Whole Genome Resequencing Management Plan


Overview

All data generated through CCGP will be archived in the NCBI SRA as part of the CCGP Umbrella Project (PRJNA720569), which comprises genus- and species-level bioprojects, and associated biosamples. Data submission to the SRA will be managed by the CCGP Bioinformatics Team.

The Sequence Read Archive (SRA) stores raw sequencing data and alignment information to enhance reproducibility and facilitate new discoveries through data analysis. NCBI has defined two levels of organization that describe the sequence data on the SRA, BioProject and BioSample; a BioProject describes the goal of the sequencing study, whereas a BioSample records the nature of the biological material that had been sequenced. Each BioSample will be associated with a Sequence Read Run (SRR) which identifies the actual sequence data stored on the SRA. Here is an example BioProject and BioSample to get a better understanding of what they describe.

Projects that generate data outside of the CCGP Mini-Core must share raw sequence data and submit associated metadata. To share WGS data, we recommend that CCGP projects simply share the data download links provided by the UC core sequencing lab. For alternative options for data sharing, please contact Erik Enbody (eenbody@ucsc.edu).

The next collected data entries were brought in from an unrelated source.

impl SharedHeap {
    /// Create the heap for `namespace` with at least `capacity` usable bytes.
    pub fn create(namespace: &str, capacity: usize) -> ShmResult<Self> {
        let capacity = align_size(capacity.max(CHUNK) + BLOCK_HEADER, CHUNK);
        let segment_size = align_size(capacity + HEAP_HEADER_SIZE + CHUNK, PAGE_SIZE);
        // Usable bytes after page rounding.
        let capacity = segment_size - HEAP_HEADER_SIZE - CHUNK;

        let update = UpdateSegment::create(namespace)?;
        let data = DataSegment::create(namespace, 0, segment_size)?;
        install_reattach_handler()?;

        let mut heap = Self {
            namespace: namespace.to_string(),
            update,
            data,
            notify_group: is_process_group_leader(),
        };

        heap.header_mut().first_free = 0;

        // The whole usable area is one free block. Its previous-in-use
        // bit is set: there is nothing before it to coalesce with.
        let first = HEAP_HEADER_SIZE;
        heap.set_word(first, capacity | 1);
        heap.set_word(first + capacity - WORD, capacity);
        heap.push_free(first);

        heap.place_stop_block(segment_size);

        tracing::info!(
            namespace = %heap.namespace,
            size = segment_size,
            "shared heap segment initialized"
        );
        Ok(heap)
    }

    /// Total mapped size of the current data segment.
    pub fn segment_size(&self) -> usize {
        self.data.size()
    }

    /// Generation of the currently mapped data segment.
    pub fn generation(&self) -> u64 {
        self.data.generation()
    }

    /// Re-map the data segment if another process has grown it.
    ///
    /// Called by every mutating entry point; the storage engine also
    /// calls it right after acquiring the gate so that read-only offset
    /// resolution sees the current base.
    pub fn refresh(&mut self) -> ShmResult<()> {
        let published = self.update.generation();
        if published != self.data.generation() {
            self.data = DataSegment::attach(&self.namespace, published)?;
            tracing::debug!(generation = published, "reattached grown data segment");
        }
        Ok(())
    }

    /// Unlink all backing files (owner teardown).
    pub fn destroy(self) {
        tracing::info!(namespace = %self.namespace, "shared heap segment removed");
        self.data.unlink();
        self.update.destroy();
    }

    // ─── Word and block primitives ─────────────────────────────────

    fn header(&self) -> &HeapHeader {
        unsafe { &*(self.data.base() as *const HeapHeader) }
    }

    fn header_mut(&mut self) -> &mut HeapHeader {
        unsafe { &mut *(self.data.base() as *mut HeapHeader) }
    }

    fn word(&self, offset: usize) -> usize {
        debug_assert!(offset + WORD <= self.data.size());
        unsafe { *(self.data.base().add(offset) as *const usize) }
    }

    fn set_word(&mut self, offset: usize, value: usize) {
        debug_assert!(offset + WORD <= self.data.size());
        unsafe { *(self.data.base().add(offset) as *mut usize) = value };
    }

    fn block_size(&self, block: usize) -> usize {
        self.word(block) & !1
    }

    fn prev_in_use(&self, block: usize) -> bool {
        self.word(block) & 1 == 1
    }

    fn next_block(&self, block: usize) -> usize {
        block + self.block_size(block)
    }

    fn prev_block(&self, block: usize) -> usize {
        block - self.word(block - WORD)
    }

    fn in_use(&self, block: usize) -> bool {
        self.prev_in_use(self.next_block(block))
    }

    fn write_footer(&mut self, block: usize) {
        let size = self.block_size(block);
        self.set_word(block + size - WORD, size);
    }

    // ─── Free list ─────────────────────────────────────────────────

    fn free_prev(&self, block: usize) -> usize {
        self.word(block + WORD)
    }

    fn free_next(&self, block: usize) -> usize {
        self.word(block + 2 * WORD)
    }

    fn push_free(&mut self, block: usize) {
        let head = self.header().first_free;
        self.set_word(block + WORD, 0);
        self.set_word(block + 2 * WORD, head);
        if head != 0 {
            self.set_word(head + WORD, block);
        }
        self.header_mut().first_free = block;
    }

    fn unlink_free(&mut self, block: usize) {
        let prev = self.free_prev(block);
        let next = self.free_next(block);
        if prev != 0 {
            self.set_word(prev + 2 * WORD, next);
        } else {
            self.header_mut().first_free = next;
        }
        if next != 0 {
            self.set_word(next + WORD, prev);
        }
    }

    fn find_fit(&self, size: usize) -> Option<usize> {
        let mut block = self.header().first_free;
        while block != 0 {
            if self.block_size(block) >= size {
                return Some(block);
            }
            block = self.free_next(block);
        }
        None
    }

    // ─── Placement and coalescing ──────────────────────────────────

    /// Take `size` bytes out of free `block`, splitting off the tail
    /// when the remainder still holds a minimal block.
    fn place_block(&mut self, block: usize, size: usize) -> usize {
        self.unlink_free(block);
        let remaining = self.block_size(block) - size;

        if remaining >= 2 * CHUNK {
            let prev_bit = self.word(block) & 1;
            self.set_word(block, size | prev_bit);

            let tail = block + size;
            self.set_word(tail, remaining | 1);
            self.write_footer(tail);
            self.push_free(tail);
        } else {
            let next = self.next_block(block);
            let word = self.word(next);
            self.set_word(next, word | 1);
        }

        block
    }

    /// Merge `block` with free neighbors; returns the merged block.
    fn coalesce(&mut self, mut block: usize) -> usize {
        let prev_used = self.prev_in_use(block);
        let next_used = self.in_use(self.next_block(block));

        if prev_used && next_used {
            return block;
        }

        if !prev_used {
            let prev = self.prev_block(block);
            self.unlink_free(block);

            let merged = self.block_size(prev) + self.block_size(block);
            let prev_bit = self.word(prev) & 1;
            self.set_word(prev, merged | prev_bit);
            self.write_footer(prev);

            block = prev;
        }

        if !next_used {
            let next = self.next_block(block);
            self.unlink_free(next);

            let merged = self.block_size(block) + self.block_size(next);
            let prev_bit = self.word(block) & 1;
            self.set_word(block, merged | prev_bit);
            self.write_footer(block);
        }

        block
    }

    /// Write the stop block terminating coalescing at the segment end.
    fn place_stop_block(&mut self, segment_size: usize) {
        let stop = segment_size - CHUNK;
        self.header_mut().stop = stop;

        // One header-sized block whose successor word marks it in use.
        self.set_word(stop, BLOCK_HEADER);
        self.set_word(stop + BLOCK_HEADER, 1);
    }

    // ─── Growth ────────────────────────────────────────────────────

    /// Replace the data segment with a larger generation and return the
    /// resulting free block, which is guaranteed to hold `size` bytes.
    fn extend(&mut self, size: usize) -> ShmResult<usize> {
        let old_size = self.data.size();
        let mut additional = old_size;
        if size >= old_size {
            additional += align_size(size, PAGE_SIZE);
        }
        let new_size = old_size + additional;

        let generation = self.data.generation() + 1;
        let mut grown = DataSegment::create(&self.namespace, generation, new_size)?;
        grown.bytes_mut()[..old_size].copy_from_slice(self.data.bytes());

        let old = std::mem::replace(&mut self.data, grown);
        old.unlink();
        drop(old);

        // The old stop area becomes the head of the additional space.
        let free = self.header().stop;
        let prev_bit = self.word(free) & 1;
        self.set_word(free, additional | prev_bit);
        self.write_footer(free);
        self.push_free(free);

        self.place_stop_block(new_size);
        let free = self.coalesce(free);

        // Publish the new generation and nudge blocked siblings.
        self.update.publish(generation);
        if self.notify_group {
            notify_process_group();
        }

        tracing::info!(
            generation,
            size = new_size,
            "shared heap segment extended"
        );

        Ok(free)
    }

    // ─── Audit ─────────────────────────────────────────────────────

    /// Verify the heap invariants: block sizes sum to the segment size,
    /// footers mirror headers, no two adjacent free blocks, and the free
    /// list holds exactly the blocks whose successor marks them free.
    pub fn validate(&self) -> ShmResult<()> {
        let stop = self.header().stop;
        let corrupted = || ShmError::Corrupted {
            name: self.namespace.clone(),
        };

        let mut walked_free = Vec::new();
        let mut block = HEAP_HEADER_SIZE;
        let mut previous_free = false;
        while block < stop {
            let size = self.block_size(block);
            if size < CHUNK || size % CHUNK != 0 || block + size > stop {
                return Err(corrupted());
            }
            let free = !self.in_use(block);
            if free {
                if previous_free {
                    return Err(corrupted());
                }
                if self.word(block + size - WORD) != size {
                    return Err(corrupted());
                }
                walked_free.push(block);
            }
            if self.prev_in_use(block + size) == free {
                return Err(corrupted());
            }
            previous_free = free;
            block += size;
        }
        if block != stop {
            return Err(corrupted());
        }

        let mut listed_free = Vec::new();
        let mut cursor = self.header().first_free;
        while cursor != 0 {
            listed_free.push(cursor);
            cursor = self.free_next(cursor);
        }

        walked_free.sort_unstable();
        listed_free.sort_unstable();
        if walked_free != listed_free {
            return Err(corrupted());
        }
        Ok(())
    }
}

Short read sequence data will automatically be given an embargo date of June 30, 2025. See the CCGP Data release policies for more information. Upon request, NCBI links can be provided to project PI, but otherwise data access prior to the embargo date will be restricted to the CCGP Bioinformatics Team. 

Archiving these data requires that we collect metadata from each project that describe their resequencing experiments to ensure the data are maximally impactful and analyses are reproducible. This metadata will also be used to create a BioSample record for each of the samples.